Young girls always liked makeup, so beauty bloggers were also a key focus of Florence’s follows. The way people shopped had also changed; it used to be TV shopping, now it was KOL promotions. But this was good news for A’kun. He could judge what new cosmetics she had recently bought and what she was interested in based on the Weibo posts she had liked and retweeted recently. Once, he boldly placed an order on Taobao and mailed her a plush toy. When the toy arrived, Florence thought it was a surprise from a friend and even asked on Weibo who it was from.

Taobao was great. It truly achieved anonymous surprises.
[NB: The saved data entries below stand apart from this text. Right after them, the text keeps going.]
//! Per-run result artifacts.
//!
//! Layout under the tests root:
//! `<root>/<username>/results_<id>.csv` and `<root>/<username>/config_<id>.json`.
//! Rows are flushed as they are appended, so a crash loses at most the row
//! being written and never corrupts earlier ones.
use std::fs::{self, File, OpenOptions};
use std::path::{Path, PathBuf};
use serde::{Deserialize, Serialize};

/// Header for rows streamed by the test controller
pub const STREAM_COLUMNS: [&str; 4] = ["iteration", "snr", "ber", "fer"];
/// Header for the one-shot simulated result set
pub const SIMULATED_COLUMNS: [&str; 3] = ["SNR", "BER", "FER"];

#[derive(Debug, thiserror::Error)]
pub enum SinkError {
    #[error("IO error: {0}")]
    Io(#[from] std::io::Error),

    #[error("CSV error: {0}")]
    Csv(#[from] csv::Error),

    #[error("JSON error: {0}")]
    Json(#[from] serde_json::Error),

    #[error("Results sink already closed")]
    Closed,
}

pub type Result<T> = std::result::Result<T, SinkError>;

pub fn user_dir(root: &Path, username: &str) -> PathBuf {
    root.join(username)
}

pub fn results_path(root: &Path, username: &str, test_id: u64) -> PathBuf {
    user_dir(root, username).join(format!("results_{}.csv", test_id))
}

pub fn config_path(root: &Path, username: &str, test_id: u64) -> PathBuf {
    user_dir(root, username).join(format!("config_{}.json", test_id))
}

/// Submitted parameters, kept next to the results for traceability
#[derive(Debug, Clone, PartialEq, Serialize, Deserialize)]
#[serde(rename_all = "camelCase")]
pub struct RunConfig {
    pub test_id: u64,
    pub chip_id: String,
    pub snr_range: String,
    pub batch_size: u32,
}

pub fn write_run_config(root: &Path, username: &str, config: &RunConfig) -> Result<PathBuf> {
    fs::create_dir_all(user_dir(root, username))?;
    let path = config_path(root, username, config.test_id);
    let json = serde_json::to_string_pretty(config)?;
    fs::write(&path, json)?;
    Ok(path)
}

pub fn read_run_config(path: &Path) -> Result<RunConfig> {
    let json = fs::read_to_string(path)?;
    Ok(serde_json::from_str(&json)?)
}

/// Append-only CSV artifact owned by one test run
pub struct ResultsSink {
    path: PathBuf,
    writer: Option<csv::Writer<File>>,
    rows_written: u64,
}

impl ResultsSink {
    /// Create (or truncate) the results file for a run. The user directory is
    /// created if missing; calling this repeatedly is safe.
    pub fn open(root: &Path, username: &str, test_id: u64) -> Result<Self> {
        fs::create_dir_all(user_dir(root, username))?;
        let path = results_path(root, username, test_id);
        let file = OpenOptions::new()
            .create(true)
            .write(true)
            .truncate(true)
            .open(&path)?;

        log::debug!("Results for test {} will be written to '{}'", test_id, path.display());
        Ok(Self {
            path,
            writer: Some(csv::Writer::from_writer(file)),
            rows_written: 0,
        })
    }

    pub fn path(&self) -> &Path {
        &self.path
    }

    pub fn rows_written(&self) -> u64 {
        self.rows_written
    }

    pub fn write_header<I, T>(&mut self, columns: I) -> Result<()>
    where
        I: IntoIterator<Item = T>,
        T: AsRef<[u8]>,
    {
        let writer = self.writer.as_mut().ok_or(SinkError::Closed)?;
        writer.write_record(columns)?;
        writer.flush()?;
        Ok(())
    }

    pub fn append_row<I, T>(&mut self, values: I) -> Result<()>
    where
        I: IntoIterator<Item = T>,
        T: AsRef<[u8]>,
    {
        let writer = self.writer.as_mut().ok_or(SinkError::Closed)?;
        writer.write_record(values)?;
        writer.flush()?;
        self.rows_written += 1;
        Ok(())
    }

    /// Flush and release the file, returning its path. Partial content is kept.
    pub fn close(&mut self) -> Result<PathBuf> {
        if let Some(mut writer) = self.writer.take() {
            writer.flush()?;
            let file = writer.into_inner().map_err(|e| SinkError::Io(e.into_error()))?;
            file.sync_all()?;
        }
        Ok(self.path.clone())
    }
}

impl Drop for ResultsSink {
    fn drop(&mut self) {
        if let Some(writer) = self.writer.as_mut() {
            if let Err(e) = writer.flush() {
                log::warn!("Failed to flush '{}' on drop: {}", self.path.display(), e);
            }
        }
    }
}
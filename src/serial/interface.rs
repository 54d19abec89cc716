use std::time::Duration;
use serialport::SerialPortType;
use serde::{Deserialize, Serialize};
use tokio_serial::{SerialPortBuilderExt, SerialStream};

use super::{Result, SerialError};

// Teensy boards (PJRC) enumerate with this vendor id in USB serial mode
pub const TEENSY_VID: u16 = 0x16C0;
pub const DEFAULT_BAUD_RATE: u32 = 115200;

/// Path value that asks for auto-discovery instead of a fixed device file
pub const AUTO_PORT: &str = "auto";

#[derive(Debug, Clone, Serialize, Deserialize)]
pub struct SerialDeviceInfo {
    pub port_name: String,
    pub vid: u16,
    pub pid: u16,
    pub serial_number: Option<String>,
    pub manufacturer: Option<String>,
    pub product: Option<String>,
}

/// Discover USB serial ports that belong to a Teensy test controller
pub fn discover_devices() -> Result<Vec<SerialDeviceInfo>> {
    let ports = serialport::available_ports()?;
    let mut devices = Vec::new();

    for port in ports {
        if let SerialPortType::UsbPort(usb_info) = port.port_type {
            if usb_info.vid == TEENSY_VID {
                devices.push(SerialDeviceInfo {
                    port_name: port.port_name.clone(),
                    vid: usb_info.vid,
                    pid: usb_info.pid,
                    serial_number: usb_info.serial_number.clone(),
                    manufacturer: usb_info.manufacturer.clone(),
                    product: usb_info.product.clone(),
                });
            }
        }
    }

    Ok(devices)
}

/// Resolve the configured path, running discovery when it is `auto`
pub fn resolve_port(path: &str) -> Result<String> {
    if !path.eq_ignore_ascii_case(AUTO_PORT) {
        return Ok(path.to_string());
    }

    let devices = discover_devices()?;
    let device = devices
        .into_iter()
        .next()
        .ok_or_else(|| SerialError::PortNotFound("no Teensy serial port detected".to_string()))?;

    log::info!(
        "Auto-selected test controller on {} ({:04X}:{:04X})",
        device.port_name,
        device.vid,
        device.pid
    );
    Ok(device.port_name)
}

/// Open the device file as an async serial stream
pub fn open_port(path: &str, baud_rate: u32) -> Result<SerialStream> {
    let port_name = resolve_port(path)?;

    let stream = tokio_serial::new(&port_name, baud_rate)
        .data_bits(tokio_serial::DataBits::Eight)
        .parity(tokio_serial::Parity::None)
        .stop_bits(tokio_serial::StopBits::One)
        .flow_control(tokio_serial::FlowControl::None)
        .timeout(Duration::from_millis(1000))
        .open_native_async()
        .map_err(|e| SerialError::ConnectionFailed(format!("{}: {}", port_name, e)))?;

    log::info!("Opened serial port {} at {} baud", port_name, baud_rate);
    Ok(stream)
}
Yes—A’kun knew Florence’s address.

It was too simple.

Once, Florence was trying to buy an out-of-print, second-hand figurine she had missed out on. A’kun used a burner account to leave a message saying he had one. In reality, he found someone else and spent a hefty five thousand to buy it. Through this exchange, he obtained Florence’s address. Her phone number and address were real, though her name was thinly veiled as ‘Melancholy Florence’. But how could that stump A’kun? One Saturday, A’kun went to the express delivery station downstairs from her apartment, gave the last four digits of her phone number, and easily saw her real name on a Tmall package—Luo Sui.